Collected data:
========================================
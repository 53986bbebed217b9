use async_trait::async_trait;
use dashmap::mapref::entry::Entry;
use dashmap::DashMap;
use jiff::Timestamp;
use std::sync::atomic::{AtomicU64, Ordering};

use hoplink_core::store::Result;
use hoplink_core::{
    ClickEvent, Link, LinkMetaUpdate, LinkStore, ListQuery, ShortCode, SortBy, SortOrder,
    StoreError,
};

/// In-memory implementation of the [`LinkStore`] contract using DashMap.
///
/// DashMap's sharded locks give concurrent readers and writers on
/// different buckets without a global lock, and its entry API provides
/// the atomic check-and-insert that `insert_unique` requires.
///
/// Rows are never physically removed: soft delete clears the active
/// flag, and click events stay readable after it.
#[derive(Debug, Default)]
pub struct InMemoryStore {
    links: DashMap<String, Link>,
    events: DashMap<String, Vec<ClickEvent>>,
    counters: DashMap<String, u64>,
    reads: AtomicU64,
}

impl InMemoryStore {
    /// Creates a new empty in-memory store.
    pub fn new() -> Self {
        Self::default()
    }

    /// Number of `find_by_code` calls served so far. Lets tests observe
    /// whether a resolve hit the store or was answered from cache.
    pub fn read_count(&self) -> u64 {
        self.reads.load(Ordering::SeqCst)
    }

    /// Current click count for a code, without going through the async
    /// contract. Handy for polling on fire-and-forget writes.
    pub fn click_count(&self, code: &str) -> u64 {
        self.links.get(code).map(|l| l.clicks).unwrap_or(0)
    }

    /// Number of click events recorded for a code.
    pub fn event_count(&self, code: &str) -> usize {
        self.events.get(code).map(|e| e.len()).unwrap_or(0)
    }
}

#[async_trait]
impl LinkStore for InMemoryStore {
    async fn find_by_code(&self, code: &ShortCode) -> Result<Option<Link>> {
        self.reads.fetch_add(1, Ordering::SeqCst);
        Ok(self.links.get(code.as_str()).map(|l| l.value().clone()))
    }

    async fn find_by_alias_or_code(&self, value: &str) -> Result<Option<Link>> {
        if let Some(link) = self.links.get(value) {
            return Ok(Some(link.value().clone()));
        }
        Ok(self
            .links
            .iter()
            .find(|l| l.alias.as_deref() == Some(value))
            .map(|l| l.value().clone()))
    }

    async fn find_by_destination(&self, destination: &str) -> Result<Option<Link>> {
        Ok(self
            .links
            .iter()
            .find(|l| l.active && l.destination == destination)
            .map(|l| l.value().clone()))
    }

    async fn insert_unique(&self, link: Link) -> Result<()> {
        let key = link.code.as_str().to_owned();
        match self.links.entry(key) {
            Entry::Occupied(_) => Err(StoreError::Conflict(link.code.to_string())),
            Entry::Vacant(slot) => {
                slot.insert(link);
                Ok(())
            }
        }
    }

    async fn update_active_flag(&self, code: &ShortCode, active: bool) -> Result<()> {
        if let Some(mut link) = self.links.get_mut(code.as_str()) {
            link.active = active;
        }
        Ok(())
    }

    async fn update_meta(&self, code: &ShortCode, meta: LinkMetaUpdate) -> Result<()> {
        if let Some(mut link) = self.links.get_mut(code.as_str()) {
            if let Some(tags) = meta.tags {
                link.tags = tags;
            }
            if let Some(domain) = meta.custom_domain {
                link.custom_domain = Some(domain);
            }
        }
        Ok(())
    }

    async fn increment_clicks(&self, code: &ShortCode) -> Result<()> {
        if let Some(mut link) = self.links.get_mut(code.as_str()) {
            link.clicks += 1;
            link.last_accessed_at = Some(Timestamp::now());
        }
        Ok(())
    }

    async fn append_click_event(&self, code: &ShortCode, event: ClickEvent) -> Result<()> {
        self.events
            .entry(code.as_str().to_owned())
            .or_default()
            .push(event);
        Ok(())
    }

    async fn list_click_events(
        &self,
        code: &ShortCode,
        since: Timestamp,
    ) -> Result<Vec<ClickEvent>> {
        Ok(self
            .events
            .get(code.as_str())
            .map(|events| {
                events
                    .iter()
                    .filter(|e| e.timestamp >= since)
                    .cloned()
                    .collect()
            })
            .unwrap_or_default())
    }

    async fn count_active(&self) -> Result<u64> {
        Ok(self.links.iter().filter(|l| l.active).count() as u64)
    }

    async fn list_active(&self, query: ListQuery) -> Result<Vec<Link>> {
        let mut links: Vec<Link> = self
            .links
            .iter()
            .filter(|l| l.active)
            .filter(|l| {
                query
                    .tag
                    .as_ref()
                    .is_none_or(|tag| l.tags.iter().any(|t| t == tag))
            })
            .map(|l| l.value().clone())
            .collect();

        links.sort_by(|a, b| {
            let ordering = match query.sort_by {
                SortBy::CreatedAt => a.created_at.cmp(&b.created_at),
                SortBy::Clicks => a.clicks.cmp(&b.clicks),
            };
            let ordering = match query.order {
                SortOrder::Asc => ordering,
                SortOrder::Desc => ordering.reverse(),
            };
            // Stable tie-break so pagination never duplicates rows.
            ordering.then_with(|| a.code.as_str().cmp(b.code.as_str()))
        });

        Ok(links
            .into_iter()
            .skip(query.offset as usize)
            .take(query.limit as usize)
            .collect())
    }

    async fn next_sequence(&self, namespace: &str) -> Result<u64> {
        let mut entry = self.counters.entry(namespace.to_owned()).or_insert(0);
        *entry += 1;
        Ok(*entry)
    }
}

#[cfg(test)]
mod tests {
    use super::*;
    use jiff::SignedDuration;

    fn code(s: &str) -> ShortCode {
        ShortCode::new_unchecked(s)
    }

    fn link(c: &str, destination: &str) -> Link {
        Link::new(code(c), destination)
    }

    fn event(secs_ago: i64) -> ClickEvent {
        ClickEvent {
            timestamp: Timestamp::now() - SignedDuration::from_secs(secs_ago),
            ip: "203.0.113.7".to_string(),
            user_agent: "test".to_string(),
            referrer: "Direct".to_string(),
            device: "desktop".to_string(),
            browser: "Firefox".to_string(),
            os: "Linux".to_string(),
            country: None,
        }
    }

    #[tokio::test]
    async fn insert_and_find() {
        let store = InMemoryStore::new();
        store
            .insert_unique(link("abc123", "https://example.com"))
            .await
            .unwrap();

        let found = store.find_by_code(&code("abc123")).await.unwrap().unwrap();
        assert_eq!(found.destination, "https://example.com");
        assert_eq!(store.read_count(), 1);
    }

    #[tokio::test]
    async fn insert_conflict() {
        let store = InMemoryStore::new();
        store
            .insert_unique(link("abc123", "https://example.com"))
            .await
            .unwrap();

        let err = store
            .insert_unique(link("abc123", "https://other.com"))
            .await
            .unwrap_err();
        assert!(matches!(err, StoreError::Conflict(_)));
    }

    #[tokio::test]
    async fn conflict_covers_soft_deleted_rows() {
        let store = InMemoryStore::new();
        store
            .insert_unique(link("abc123", "https://example.com"))
            .await
            .unwrap();
        store
            .update_active_flag(&code("abc123"), false)
            .await
            .unwrap();

        let err = store
            .insert_unique(link("abc123", "https://other.com"))
            .await
            .unwrap_err();
        assert!(matches!(err, StoreError::Conflict(_)));
    }

    #[tokio::test]
    async fn find_by_alias_or_code_matches_both() {
        let store = InMemoryStore::new();
        let mut l = link("abc123", "https://example.com");
        l.alias = Some("my-alias".to_string());
        store.insert_unique(l).await.unwrap();

        assert!(store
            .find_by_alias_or_code("abc123")
            .await
            .unwrap()
            .is_some());
        assert!(store
            .find_by_alias_or_code("my-alias")
            .await
            .unwrap()
            .is_some());
        assert!(store.find_by_alias_or_code("nope").await.unwrap().is_none());
    }

    #[tokio::test]
    async fn find_by_destination_skips_inactive() {
        let store = InMemoryStore::new();
        store
            .insert_unique(link("abc123", "https://example.com"))
            .await
            .unwrap();
        store
            .update_active_flag(&code("abc123"), false)
            .await
            .unwrap();

        assert!(store
            .find_by_destination("https://example.com")
            .await
            .unwrap()
            .is_none());
    }

    #[tokio::test]
    async fn increment_clicks_bumps_count_and_last_accessed() {
        let store = InMemoryStore::new();
        store
            .insert_unique(link("abc123", "https://example.com"))
            .await
            .unwrap();

        store.increment_clicks(&code("abc123")).await.unwrap();
        store.increment_clicks(&code("abc123")).await.unwrap();

        let found = store.find_by_code(&code("abc123")).await.unwrap().unwrap();
        assert_eq!(found.clicks, 2);
        assert!(found.last_accessed_at.is_some());
    }

    #[tokio::test]
    async fn click_events_filter_by_since() {
        let store = InMemoryStore::new();
        let c = code("abc123");
        store.append_click_event(&c, event(3600)).await.unwrap();
        store.append_click_event(&c, event(10)).await.unwrap();

        let since = Timestamp::now() - SignedDuration::from_secs(60);
        let recent = store.list_click_events(&c, since).await.unwrap();
        assert_eq!(recent.len(), 1);
    }

    #[tokio::test]
    async fn events_survive_soft_delete() {
        let store = InMemoryStore::new();
        let c = code("abc123");
        store
            .insert_unique(link("abc123", "https://example.com"))
            .await
            .unwrap();
        store.append_click_event(&c, event(10)).await.unwrap();
        store.update_active_flag(&c, false).await.unwrap();

        let since = Timestamp::now() - SignedDuration::from_secs(3600);
        assert_eq!(store.list_click_events(&c, since).await.unwrap().len(), 1);
    }

    #[tokio::test]
    async fn list_active_sorts_and_paginates() {
        let store = InMemoryStore::new();
        for (c, clicks) in [("aaa", 5), ("bbb", 9), ("ccc", 1)] {
            let mut l = link(c, &format!("https://{c}.example.com"));
            l.clicks = clicks;
            store.insert_unique(l).await.unwrap();
        }
        store.update_active_flag(&code("ccc"), false).await.unwrap();

        let query = ListQuery {
            sort_by: SortBy::Clicks,
            order: SortOrder::Desc,
            ..Default::default()
        };
        let listed = store.list_active(query).await.unwrap();
        let codes: Vec<&str> = listed.iter().map(|l| l.code.as_str()).collect();
        assert_eq!(codes, vec!["bbb", "aaa"]);
    }

    #[tokio::test]
    async fn list_active_filters_by_tag() {
        let store = InMemoryStore::new();
        let mut tagged = link("aaa", "https://a.example.com");
        tagged.tags = vec!["launch".to_string()];
        store.insert_unique(tagged).await.unwrap();
        store
            .insert_unique(link("bbb", "https://b.example.com"))
            .await
            .unwrap();

        let query = ListQuery {
            tag: Some("launch".to_string()),
            ..Default::default()
        };
        let listed = store.list_active(query).await.unwrap();
        assert_eq!(listed.len(), 1);
        assert_eq!(listed[0].code.as_str(), "aaa");
    }

    #[tokio::test]
    async fn next_sequence_starts_at_one_and_increments() {
        let store = InMemoryStore::new();
        assert_eq!(store.next_sequence("url_codes").await.unwrap(), 1);
        assert_eq!(store.next_sequence("url_codes").await.unwrap(), 2);
        assert_eq!(store.next_sequence("other").await.unwrap(), 1);
    }

    #[tokio::test]
    async fn concurrent_inserts_on_same_code_admit_exactly_one() {
        use std::sync::Arc;

        let store = Arc::new(InMemoryStore::new());
        let mut handles = vec![];
        for i in 0..32u64 {
            let store = Arc::clone(&store);
            handles.push(tokio::spawn(async move {
                store
                    .insert_unique(link("abc123", &format!("https://example{i}.com")))
                    .await
                    .is_ok()
            }));
        }

        let mut successes = 0;
        for handle in handles {
            if handle.await.unwrap() {
                successes += 1;
            }
        }
        assert_eq!(successes, 1);
    }
}
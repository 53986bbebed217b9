use hoplink_core::StoreError;
use thiserror::Error;

#[derive(Debug, Clone, Error)]
pub enum AllocationError {
    #[error("invalid destination url: {0}")]
    InvalidUrl(String),
    #[error("invalid alias: {0}")]
    AliasInvalid(String),
    #[error("alias already taken: {0}")]
    AliasTaken(String),
    #[error("allocation retry budget exhausted after {attempts} attempts")]
    Exhausted { attempts: u32 },
    #[error("store error: {0}")]
    Store(#[from] StoreError),
}
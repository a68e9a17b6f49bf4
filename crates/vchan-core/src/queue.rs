//! Per-channel content backlog.
//!
//! Each channel owns an ordered queue of library items. Before every dequeue
//! the queue length is checked and, when it has dropped below
//! [`LOW_WATER_MARK`], the whole queue is replaced by a fresh catalog query.
//! The check, the refill and the dequeue happen under the channel's own lock,
//! so two callers on the same channel can never both refill or race on an
//! empty queue. Other channels are not blocked.

use rand::rngs::StdRng;
use rand::seq::SliceRandom;
use rand::SeedableRng;
use std::collections::{HashMap, VecDeque};
use std::path::Path;
use std::sync::Arc;
use tokio::sync::{Mutex, RwLock};
use tracing::{debug, info, warn};

use crate::catalog::{Catalog, CatalogFilter};
use crate::error::CatalogError;
use crate::model::ContentItem;
use crate::policy::ChannelPolicy;

/// Remaining-item threshold below which a channel's queue is refilled.
pub const LOW_WATER_MARK: usize = 3;

type ChannelSlot = Arc<Mutex<VecDeque<Arc<ContentItem>>>>;

pub struct ContentQueue {
    catalog: Arc<dyn Catalog>,
    queues: RwLock<HashMap<String, ChannelSlot>>,
    rng: Mutex<StdRng>,
}

impl ContentQueue {
    pub fn new(catalog: Arc<dyn Catalog>) -> Self {
        Self::with_rng(catalog, StdRng::from_entropy())
    }

    /// Use a caller supplied RNG for shuffles and commercial draws.
    pub fn with_rng(catalog: Arc<dyn Catalog>, rng: StdRng) -> Self {
        Self {
            catalog,
            queues: RwLock::new(HashMap::new()),
            rng: Mutex::new(rng),
        }
    }

    pub fn catalog(&self) -> &Arc<dyn Catalog> {
        &self.catalog
    }

    /// Next item for `channel_id`, refilling first if the backlog is low.
    ///
    /// `Ok(None)` means the queue is empty and the catalog had nothing to
    /// offer; callers stop scheduling the channel.
    pub async fn next(
        &self,
        channel_id: &str,
        policy: &ChannelPolicy,
    ) -> Result<Option<Arc<ContentItem>>, CatalogError> {
        let slot = self.slot(channel_id).await;
        let mut queue = slot.lock().await;

        if queue.len() < LOW_WATER_MARK {
            self.refill(channel_id, policy, &mut queue).await?;
        }

        Ok(queue.pop_front())
    }

    /// Puts an item that was dequeued but never scheduled back at the front
    /// of the channel's queue.
    pub async fn requeue(&self, channel_id: &str, item: Arc<ContentItem>) {
        let slot = self.slot(channel_id).await;
        slot.lock().await.push_front(item);
        debug!(channel = %channel_id, "Requeued unscheduled item");
    }

    /// Replaces the queue contents with a fresh selection. An empty selection
    /// leaves the old contents in place.
    async fn refill(
        &self,
        channel_id: &str,
        policy: &ChannelPolicy,
        queue: &mut VecDeque<Arc<ContentItem>>,
    ) -> Result<(), CatalogError> {
        let selection = match policy.selection_filter() {
            Ok(selection) => selection,
            Err(e) => {
                warn!(channel = %channel_id, "Ignoring channel filter: {}", e);
                return Ok(());
            }
        };

        let mut items = self
            .catalog
            .query(&selection.catalog_filter(), selection.sort())
            .await?;
        items.retain(|item| item.is_playable());

        if items.is_empty() {
            warn!(channel = %channel_id, "No content found for channel");
            return Ok(());
        }

        if policy.shuffle {
            let mut rng = self.rng.lock().await;
            items.shuffle(&mut *rng);
        }

        info!(
            channel = %channel_id,
            "Refilled queue with {} items",
            items.len()
        );
        *queue = items.into();
        Ok(())
    }

    /// Draws up to `count` commercials from the pool below `pool`, in random
    /// order. Draws are independent: the same commercial may come back in a
    /// later call.
    pub async fn commercials(
        &self,
        pool: &Path,
        count: usize,
    ) -> Result<Vec<Arc<ContentItem>>, CatalogError> {
        if pool.as_os_str().is_empty() || count == 0 {
            return Ok(Vec::new());
        }

        let mut pool_items = self
            .catalog
            .query(&CatalogFilter::Folder(pool.to_path_buf()), None)
            .await?;
        pool_items.retain(|c| c.runtime().is_some());

        {
            let mut rng = self.rng.lock().await;
            pool_items.shuffle(&mut *rng);
        }
        pool_items.truncate(count);

        if pool_items.is_empty() {
            debug!("Commercial pool {:?} is empty", pool);
        }
        Ok(pool_items)
    }

    /// Empties a channel's queue so the next dequeue refills it.
    pub async fn clear(&self, channel_id: &str) {
        let slot = self.queues.read().await.get(channel_id).cloned();
        if let Some(slot) = slot {
            slot.lock().await.clear();
            info!(channel = %channel_id, "Cleared queue");
        }
    }

    pub async fn clear_all(&self) {
        let slots: Vec<ChannelSlot> = self.queues.read().await.values().cloned().collect();
        for slot in slots {
            slot.lock().await.clear();
        }
        info!("Cleared all channel queues");
    }

    pub async fn len(&self, channel_id: &str) -> usize {
        let slot = self.queues.read().await.get(channel_id).cloned();
        match slot {
            Some(slot) => slot.lock().await.len(),
            None => 0,
        }
    }

    /// Get-or-create the channel's slot. The map lock is never held while a
    /// channel is being refilled.
    async fn slot(&self, channel_id: &str) -> ChannelSlot {
        if let Some(slot) = self.queues.read().await.get(channel_id) {
            return Arc::clone(slot);
        }
        let mut queues = self.queues.write().await;
        Arc::clone(queues.entry(channel_id.to_string()).or_default())
    }
}
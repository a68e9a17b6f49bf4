use chrono::Utc;
use std::sync::Arc;
use std::time::Duration;
use tokio::task::JoinHandle;
use tokio::time::{interval, interval_at, Instant, MissedTickBehavior};
use tokio_util::sync::CancellationToken;
use tracing::{debug, error, info};
use vchan_core::service::ChannelService;

/// Delay before the first automatic channel update.
const AUTO_CHANNEL_FIRST_RUN: Duration = Duration::from_secs(60);

/// Keeps every channel scheduled ahead. Runs once immediately, then every
/// `period`.
pub fn spawn_refresher(
    service: Arc<ChannelService>,
    period: Duration,
    cancel: CancellationToken,
) -> JoinHandle<()> {
    tokio::spawn(async move {
        let mut ticker = interval(period);
        ticker.set_missed_tick_behavior(MissedTickBehavior::Delay);
        loop {
            tokio::select! {
                biased;
                _ = cancel.cancelled() => break,
                _ = ticker.tick() => {}
            }
            let report = service.refresh(Utc::now(), &cancel).await;
            let failed = report.values().filter(|r| r.is_err()).count();
            if failed > 0 {
                error!("Guide refresh failed for {} channels", failed);
            }
        }
        debug!("Refresher stopped");
    })
}

/// Periodically logs channel statistics.
pub fn spawn_maintenance(
    service: Arc<ChannelService>,
    period: Duration,
    cancel: CancellationToken,
) -> JoinHandle<()> {
    tokio::spawn(async move {
        let mut ticker = interval_at(Instant::now() + period, period);
        loop {
            tokio::select! {
                biased;
                _ = cancel.cancelled() => break,
                _ = ticker.tick() => {}
            }
            let stats = service.statistics().await;
            info!(
                "Channel statistics - Total: {}, Streaming: {}, Active: {}",
                stats.total_channels, stats.streaming_channels, stats.active_channels
            );
        }
        debug!("Maintenance stopped");
    })
}

/// Regenerates genre and decade channels from the library.
pub fn spawn_auto_channels(
    service: Arc<ChannelService>,
    period: Duration,
    cancel: CancellationToken,
) -> JoinHandle<()> {
    tokio::spawn(async move {
        let mut ticker = interval_at(Instant::now() + AUTO_CHANNEL_FIRST_RUN, period);
        ticker.set_missed_tick_behavior(MissedTickBehavior::Delay);
        loop {
            tokio::select! {
                biased;
                _ = cancel.cancelled() => break,
                _ = ticker.tick() => {}
            }
            match service.regenerate_auto_channels().await {
                Ok(count) => info!("Updated auto-generated channels ({})", count),
                Err(e) => error!("Auto channel update failed: {}", e),
            }
        }
        debug!("Auto channel updater stopped");
    })
}
use serde::{Deserialize, Serialize};
use std::time::Duration;
use uuid::Uuid;

use crate::catalog::{CatalogFilter, SortOrder};
use crate::error::FilterError;

/// How a channel picks its content. Stored in the config as `kind = "..."`.
#[derive(Debug, Clone, Copy, PartialEq, Eq, Hash, Default, Serialize, Deserialize)]
#[serde(rename_all = "lowercase")]
pub enum ChannelKind {
    Genre,
    Year,
    Series,
    /// Tag based selection.
    #[default]
    Custom,
    All,
}

impl ChannelKind {
    /// Kinds that automatic channel generation owns and may replace.
    pub fn is_generated(&self) -> bool {
        matches!(self, ChannelKind::Genre | ChannelKind::Year)
    }
}

/// Configuration of one virtual channel, the `[[channel]]` TOML table.
#[derive(Debug, Clone, PartialEq, Serialize, Deserialize)]
pub struct ChannelPolicy {
    pub name: String,
    pub number: u32,
    #[serde(default)]
    pub kind: ChannelKind,
    /// Genres, a year spec, a series id or tags depending on `kind`.
    #[serde(default)]
    pub filters: Vec<String>,
    #[serde(default)]
    pub shuffle: bool,
    /// Only meaningful for series channels.
    #[serde(default = "default_true")]
    pub respect_episode_order: bool,
    #[serde(default = "default_commercial_interval")]
    pub commercial_interval_secs: u64,
    #[serde(default = "default_true")]
    pub pre_rolls: bool,
    #[serde(default, skip_serializing_if = "Option::is_none")]
    pub logo: Option<String>,
    #[serde(default = "default_true")]
    pub enabled: bool,
}

fn default_true() -> bool {
    true
}

fn default_commercial_interval() -> u64 {
    900
}

impl ChannelPolicy {
    pub fn new(name: impl Into<String>, number: u32, kind: ChannelKind) -> Self {
        Self {
            name: name.into(),
            number,
            kind,
            filters: Vec::new(),
            shuffle: false,
            respect_episode_order: true,
            commercial_interval_secs: default_commercial_interval(),
            pre_rolls: true,
            logo: None,
            enabled: true,
        }
    }

    pub fn with_filters<I, S>(mut self, filters: I) -> Self
    where
        I: IntoIterator<Item = S>,
        S: Into<String>,
    {
        self.filters = filters.into_iter().map(Into::into).collect();
        self
    }

    /// Stable identifier used as the key for queues, timelines and state.
    pub fn channel_id(&self) -> String {
        format!("virtual_{}", self.number)
    }

    pub fn commercial_interval(&self) -> Duration {
        Duration::from_secs(self.commercial_interval_secs)
    }

    /// Typed view of `kind` + `filters`.
    pub fn selection_filter(&self) -> Result<SelectionFilter, FilterError> {
        let first = self.filters.iter().map(|f| f.trim()).find(|f| !f.is_empty());

        match self.kind {
            ChannelKind::Genre if self.filters.is_empty() => Ok(SelectionFilter::Unrestricted),
            ChannelKind::Genre => Ok(SelectionFilter::Genres(self.filters.clone())),
            ChannelKind::Year => {
                let spec = first.ok_or(FilterError::Missing(self.kind))?;
                let (start, end) = parse_year_range(spec)?;
                Ok(SelectionFilter::Years { start, end })
            }
            ChannelKind::Series => {
                let raw = first.ok_or(FilterError::Missing(self.kind))?;
                let series_id = Uuid::parse_str(raw)
                    .map_err(|_| FilterError::InvalidSeriesId(raw.to_string()))?;
                Ok(SelectionFilter::Series {
                    series_id,
                    natural_order: self.respect_episode_order,
                })
            }
            ChannelKind::Custom if self.filters.is_empty() => Ok(SelectionFilter::Unrestricted),
            ChannelKind::Custom => Ok(SelectionFilter::Tags(self.filters.clone())),
            ChannelKind::All => Ok(SelectionFilter::Unrestricted),
        }
    }
}

#[derive(Debug, Clone, PartialEq, Eq)]
pub enum SelectionFilter {
    Genres(Vec<String>),
    /// Inclusive on both ends.
    Years {
        start: i32,
        end: i32,
    },
    Series {
        series_id: Uuid,
        natural_order: bool,
    },
    Tags(Vec<String>),
    Unrestricted,
}

impl SelectionFilter {
    pub fn catalog_filter(&self) -> CatalogFilter {
        match self {
            SelectionFilter::Genres(genres) => CatalogFilter::Genres(genres.clone()),
            SelectionFilter::Years { start, end } => CatalogFilter::Years {
                start: *start,
                end: *end,
            },
            SelectionFilter::Series { series_id, .. } => CatalogFilter::Series(*series_id),
            SelectionFilter::Tags(tags) => CatalogFilter::Tags(tags.clone()),
            SelectionFilter::Unrestricted => CatalogFilter::All,
        }
    }

    pub fn sort(&self) -> Option<SortOrder> {
        match self {
            SelectionFilter::Series {
                natural_order: true,
                ..
            } => Some(SortOrder::SeasonEpisode),
            _ => None,
        }
    }
}

/// Accepts a single year (`1994`), a decade (`1990s`) or an inclusive range
/// (`1990-1995`).
pub fn parse_year_range(spec: &str) -> Result<(i32, i32), FilterError> {
    let invalid = || FilterError::InvalidYear(spec.to_string());
    let spec = spec.trim();

    if let Some(decade) = spec.strip_suffix('s') {
        let start: i32 = decade.parse().map_err(|_| invalid())?;
        if start % 10 != 0 {
            return Err(invalid());
        }
        return Ok((start, start + 9));
    }

    if let Some((from, to)) = spec.split_once('-') {
        let start: i32 = from.trim().parse().map_err(|_| invalid())?;
        let end: i32 = to.trim().parse().map_err(|_| invalid())?;
        if end < start {
            return Err(invalid());
        }
        return Ok((start, end));
    }

    let year: i32 = spec.parse().map_err(|_| invalid())?;
    Ok((year, year))
}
========================================
## About this exercise:
Show all lines in the entries above where the string "ChannelSlot" appears.

## Answer box:
type ChannelSlot = Arc<Mutex<VecDeque<Arc<ContentItem>>>>;
    queues: RwLock<HashMap<String, ChannelSlot>>,
        let slots: Vec<ChannelSlot> = self.queues.read().await.values().cloned().collect();
    async fn slot(&self, channel_id: &str) -> ChannelSlot {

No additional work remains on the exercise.